YOUR GOAL:
Go through the entries and count the lines with the string "slot" in them. Give only that number.

[MATERIALS PROVIDED]

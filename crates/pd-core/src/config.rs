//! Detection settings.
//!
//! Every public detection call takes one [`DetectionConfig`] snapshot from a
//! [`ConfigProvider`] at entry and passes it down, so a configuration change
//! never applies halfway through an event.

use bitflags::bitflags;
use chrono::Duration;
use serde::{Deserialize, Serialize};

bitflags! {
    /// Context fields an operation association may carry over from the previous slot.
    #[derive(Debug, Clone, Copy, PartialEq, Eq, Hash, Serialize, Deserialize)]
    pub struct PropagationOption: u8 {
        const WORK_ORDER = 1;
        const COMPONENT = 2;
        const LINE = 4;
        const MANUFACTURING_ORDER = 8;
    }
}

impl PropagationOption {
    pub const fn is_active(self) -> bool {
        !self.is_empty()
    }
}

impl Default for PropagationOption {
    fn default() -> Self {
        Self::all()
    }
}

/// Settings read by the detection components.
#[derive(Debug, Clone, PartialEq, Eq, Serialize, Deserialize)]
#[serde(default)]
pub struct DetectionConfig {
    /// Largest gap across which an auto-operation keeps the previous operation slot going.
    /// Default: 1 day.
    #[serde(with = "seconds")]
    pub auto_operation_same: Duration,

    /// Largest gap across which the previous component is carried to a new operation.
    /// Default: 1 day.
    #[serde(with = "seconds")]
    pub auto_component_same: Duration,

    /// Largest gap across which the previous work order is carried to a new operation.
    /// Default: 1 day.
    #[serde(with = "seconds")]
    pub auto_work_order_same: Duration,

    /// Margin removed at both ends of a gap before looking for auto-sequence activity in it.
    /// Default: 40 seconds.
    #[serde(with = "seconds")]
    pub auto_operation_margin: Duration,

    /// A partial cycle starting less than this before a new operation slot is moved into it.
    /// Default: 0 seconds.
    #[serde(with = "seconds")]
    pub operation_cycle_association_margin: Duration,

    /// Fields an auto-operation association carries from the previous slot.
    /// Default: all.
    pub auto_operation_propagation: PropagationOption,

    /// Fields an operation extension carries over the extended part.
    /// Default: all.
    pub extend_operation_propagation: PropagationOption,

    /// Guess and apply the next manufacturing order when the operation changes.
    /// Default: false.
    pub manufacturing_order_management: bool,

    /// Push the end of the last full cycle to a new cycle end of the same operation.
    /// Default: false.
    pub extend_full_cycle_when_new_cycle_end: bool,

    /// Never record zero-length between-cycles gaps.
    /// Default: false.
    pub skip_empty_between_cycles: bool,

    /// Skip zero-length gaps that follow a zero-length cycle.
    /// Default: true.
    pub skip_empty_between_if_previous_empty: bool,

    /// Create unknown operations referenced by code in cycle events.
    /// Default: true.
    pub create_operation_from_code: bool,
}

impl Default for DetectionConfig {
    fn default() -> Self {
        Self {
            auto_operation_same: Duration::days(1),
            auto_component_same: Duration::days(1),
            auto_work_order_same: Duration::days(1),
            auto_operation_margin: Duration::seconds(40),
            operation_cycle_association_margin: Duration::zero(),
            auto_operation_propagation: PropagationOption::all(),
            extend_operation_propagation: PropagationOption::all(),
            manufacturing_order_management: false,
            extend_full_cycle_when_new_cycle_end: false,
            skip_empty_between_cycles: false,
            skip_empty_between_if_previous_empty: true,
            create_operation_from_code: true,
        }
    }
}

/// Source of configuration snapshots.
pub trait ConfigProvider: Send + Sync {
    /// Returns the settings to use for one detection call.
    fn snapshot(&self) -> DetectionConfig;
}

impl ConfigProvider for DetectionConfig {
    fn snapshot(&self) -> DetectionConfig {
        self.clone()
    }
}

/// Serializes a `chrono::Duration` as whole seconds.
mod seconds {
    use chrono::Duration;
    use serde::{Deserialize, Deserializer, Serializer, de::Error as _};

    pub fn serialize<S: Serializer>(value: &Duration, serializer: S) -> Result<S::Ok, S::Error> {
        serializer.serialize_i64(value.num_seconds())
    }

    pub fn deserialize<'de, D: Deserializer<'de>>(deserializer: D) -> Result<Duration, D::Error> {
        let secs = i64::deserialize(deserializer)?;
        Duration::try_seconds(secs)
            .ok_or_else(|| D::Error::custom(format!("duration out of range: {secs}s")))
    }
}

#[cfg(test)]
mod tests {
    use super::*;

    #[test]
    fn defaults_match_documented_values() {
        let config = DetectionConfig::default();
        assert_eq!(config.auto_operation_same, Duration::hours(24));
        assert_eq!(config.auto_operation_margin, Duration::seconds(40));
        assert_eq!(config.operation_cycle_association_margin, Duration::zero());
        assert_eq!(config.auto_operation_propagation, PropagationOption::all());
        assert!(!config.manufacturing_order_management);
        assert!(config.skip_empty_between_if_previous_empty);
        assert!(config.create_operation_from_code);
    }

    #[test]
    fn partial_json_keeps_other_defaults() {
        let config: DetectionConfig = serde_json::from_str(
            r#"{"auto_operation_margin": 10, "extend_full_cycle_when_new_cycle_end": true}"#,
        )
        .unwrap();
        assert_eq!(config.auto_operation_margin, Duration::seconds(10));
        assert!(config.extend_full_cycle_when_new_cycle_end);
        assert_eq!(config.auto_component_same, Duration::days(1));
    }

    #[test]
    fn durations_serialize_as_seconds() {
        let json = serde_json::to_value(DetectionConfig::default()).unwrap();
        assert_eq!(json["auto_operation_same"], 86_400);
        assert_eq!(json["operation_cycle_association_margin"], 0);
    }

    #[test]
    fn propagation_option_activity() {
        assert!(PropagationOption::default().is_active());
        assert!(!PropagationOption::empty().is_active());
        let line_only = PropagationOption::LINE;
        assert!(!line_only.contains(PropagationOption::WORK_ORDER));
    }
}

[/MATERIALS PROVIDED]

ANSWER TO THIS EXERCISE:
4